Saved entries:
★ ★ ★ ★ ★
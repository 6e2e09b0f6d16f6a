//! Pagination reconstruction
//!
//! Listing (search result) pages are discovered by breadth-first traversal
//! because their URLs follow no formula. Topic pages are generated from an
//! inferred page count instead of being followed link by link.

use super::navigator::{NavigationError, Navigator};
use super::parser::{extract_site_links, parse_html};
use crate::config::PaginationConfig;
use crate::context::RunContext;
use crate::url::{classify_content_url, looks_like_search_page, ContentKind};
use regex::Regex;
use std::collections::{BTreeSet, HashSet, VecDeque};
use std::sync::OnceLock;
use url::Url;

fn start_param() -> &'static Regex {
    static START: OnceLock<Regex> = OnceLock::new();
    START.get_or_init(|| Regex::new(r"/start=(\d+)").expect("valid start regex"))
}

fn page_of_total() -> &'static Regex {
    static PAGE_OF: OnceLock<Regex> = OnceLock::new();
    PAGE_OF.get_or_init(|| Regex::new(r"(?i)Page\s+\d+\s+of\s+(\d+)").expect("valid page regex"))
}

/// Post and topic links found across a set of listing pages, each sorted
#[derive(Debug, Clone, Default, PartialEq, Eq)]
pub struct ContentLinks {
    pub posts: Vec<String>,
    pub topics: Vec<String>,
}

/// Infers how many pages a topic has from its first rendered page
///
/// Evidence is the largest of: an anchor whose text is a page number, a
/// `/start=N` offset in any href (page `N / page_size + 1`), and a
/// "Page X of Y" marker in the document text. Defaults to 1. Values too
/// large for a `u32` saturate at `u32::MAX`.
pub fn infer_max_page(html: &str, page_size: u32) -> u32 {
    let page_size = u64::from(page_size.max(1));
    let parsed = parse_html(html);
    let mut max_page = 1u64;

    for anchor in &parsed.anchors {
        if let Some(start) = start_param()
            .captures(&anchor.href)
            .and_then(|c| c[1].parse::<u64>().ok())
        {
            max_page = max_page.max((start / page_size).saturating_add(1));
        }

        if !anchor.text.is_empty() && anchor.text.chars().all(|c| c.is_ascii_digit()) {
            if let Ok(page) = anchor.text.parse::<u64>() {
                max_page = max_page.max(page);
            }
        }
    }

    if let Some(total) = page_of_total()
        .captures(&parsed.text)
        .and_then(|c| c[1].parse::<u64>().ok())
    {
        max_page = max_page.max(total);
    }

    u32::try_from(max_page).unwrap_or(u32::MAX)
}

/// Generates the URL of every page of a topic
///
/// Page 1 is `root` with any `/start=N` removed; page `k > 1` injects
/// `/start=(k-1)*page_size` before the trailing `.html`.
///
/// # Examples
///
/// ```
/// use forum_archiver::crawler::generate_topic_pages;
///
/// let pages = generate_topic_pages("https://x.com/Forums/t=1/a/start=20.html", 3, 10);
/// assert_eq!(pages, vec![
///     "https://x.com/Forums/t=1/a.html",
///     "https://x.com/Forums/t=1/a/start=10.html",
///     "https://x.com/Forums/t=1/a/start=20.html",
/// ]);
/// ```
pub fn generate_topic_pages(root: &str, max_page: u32, page_size: u32) -> Vec<String> {
    let clean = start_param().replace_all(root, "").into_owned();

    let mut pages = vec![clean.clone()];
    for page in 2..=max_page.max(1) {
        let start = u64::from(page - 1) * u64::from(page_size);
        let url = match clean.rfind(".html") {
            Some(pos) => format!("{}/start={}{}", &clean[..pos], start, &clean[pos..]),
            None => format!("{}/start={}", clean.trim_end_matches('/'), start),
        };
        pages.push(url);
    }
    pages
}

/// Infers the page count from `html` and generates every page URL of `root`
///
/// The count is capped at `limits.max_topic_pages`.
pub fn extract_topic_pages(html: &str, root: &str, limits: &PaginationConfig) -> Vec<String> {
    let inferred = infer_max_page(html, limits.topic_page_size);
    let max_page = inferred.min(limits.max_topic_pages.max(1));
    if max_page < inferred {
        tracing::warn!(
            "{} claims {} pages, archiving the first {}",
            root,
            inferred,
            max_page
        );
    }
    generate_topic_pages(root, max_page, limits.topic_page_size)
}

/// Discovers every pagination page of a listing by breadth-first traversal
///
/// Stops when the frontier is empty, `max_search_pages` pages have been
/// visited, or the run is cancelled. Pages that fail to load count as
/// visited. Only a closed session is reported as an error.
pub async fn collect_search_pages(
    nav: &mut Navigator,
    ctx: &RunContext,
    site: &Url,
    root: &str,
    limits: &PaginationConfig,
) -> Result<Vec<String>, NavigationError> {
    ctx.log("Collecting pagination pages...");

    let mut frontier = VecDeque::from([root.to_string()]);
    let mut visited: BTreeSet<String> = BTreeSet::new();
    let delay = nav.timing().request_delay();

    while visited.len() < limits.max_search_pages && !ctx.is_cancelled() {
        let Some(current) = frontier.pop_front() else {
            break;
        };
        if !visited.insert(current.clone()) {
            continue;
        }

        let Some((html, final_url)) = load_page(nav, ctx, &current).await? else {
            continue;
        };

        for link in extract_site_links(&html, &final_url, site) {
            if looks_like_search_page(&link, root) && !visited.contains(&link) {
                frontier.push_back(link);
            }
        }

        ctx.sleep(delay).await;
    }

    ctx.log(format!("Found {} pagination pages", visited.len()));
    Ok(visited.into_iter().collect())
}

/// Visits each listing page again and sorts its links into posts and topics
pub async fn collect_content_links(
    nav: &mut Navigator,
    ctx: &RunContext,
    site: &Url,
    search_pages: &[String],
) -> Result<ContentLinks, NavigationError> {
    let mut posts = HashSet::new();
    let mut topics = HashSet::new();
    let delay = nav.timing().request_delay();

    for (i, page) in search_pages.iter().enumerate() {
        if ctx.is_cancelled() {
            break;
        }
        ctx.log(format!("Scanning page {}/{}...", i + 1, search_pages.len()));

        let Some((html, final_url)) = load_page(nav, ctx, page).await? else {
            continue;
        };

        for link in extract_site_links(&html, &final_url, site) {
            match classify_content_url(&link) {
                ContentKind::Post => {
                    posts.insert(link);
                }
                ContentKind::Topic => {
                    topics.insert(link);
                }
                _ => {}
            }
        }

        ctx.sleep(delay).await;
    }

    let mut links = ContentLinks {
        posts: posts.into_iter().collect(),
        topics: topics.into_iter().collect(),
    };
    links.posts.sort();
    links.topics.sort();

    ctx.log(format!(
        "Found {} posts and {} topics",
        links.posts.len(),
        links.topics.len()
    ));
    Ok(links)
}

/// Navigates and reads the rendered page
///
/// `Ok(None)` means the page should be skipped: it failed to load, could not
/// be read, or the run was stopped.
async fn load_page(
    nav: &mut Navigator,
    ctx: &RunContext,
    url: &str,
) -> Result<Option<(String, Url)>, NavigationError> {
    let outcome = match nav.goto(ctx, url).await {
        Ok(outcome) => outcome,
        Err(e) if e.is_fatal() => return Err(e),
        Err(_) => return Ok(None),
    };

    let html = match nav.browser().content().await {
        Ok(html) => html,
        Err(e) if e.is_session_closed() => {
            return Err(NavigationError::SessionClosed(e.to_string()))
        }
        Err(e) => {
            ctx.warn(format!("Could not read {}: {}", url, e));
            return Ok(None);
        }
    };

    let final_url = Url::parse(&outcome.final_url).or_else(|_| Url::parse(url));
    match final_url {
        Ok(final_url) => Ok(Some((html, final_url))),
        Err(e) => {
            ctx.warn(format!("Skipping unparseable page URL {}: {}", url, e));
            Ok(None)
        }
    }
}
★ ★ ★ ★ ★
Task instructions
Search the data for the string "breadth". List each line that has it.

Your response
//! Listing (search result) pages are discovered by breadth-first traversal
/// Discovers every pagination page of a listing by breadth-first traversal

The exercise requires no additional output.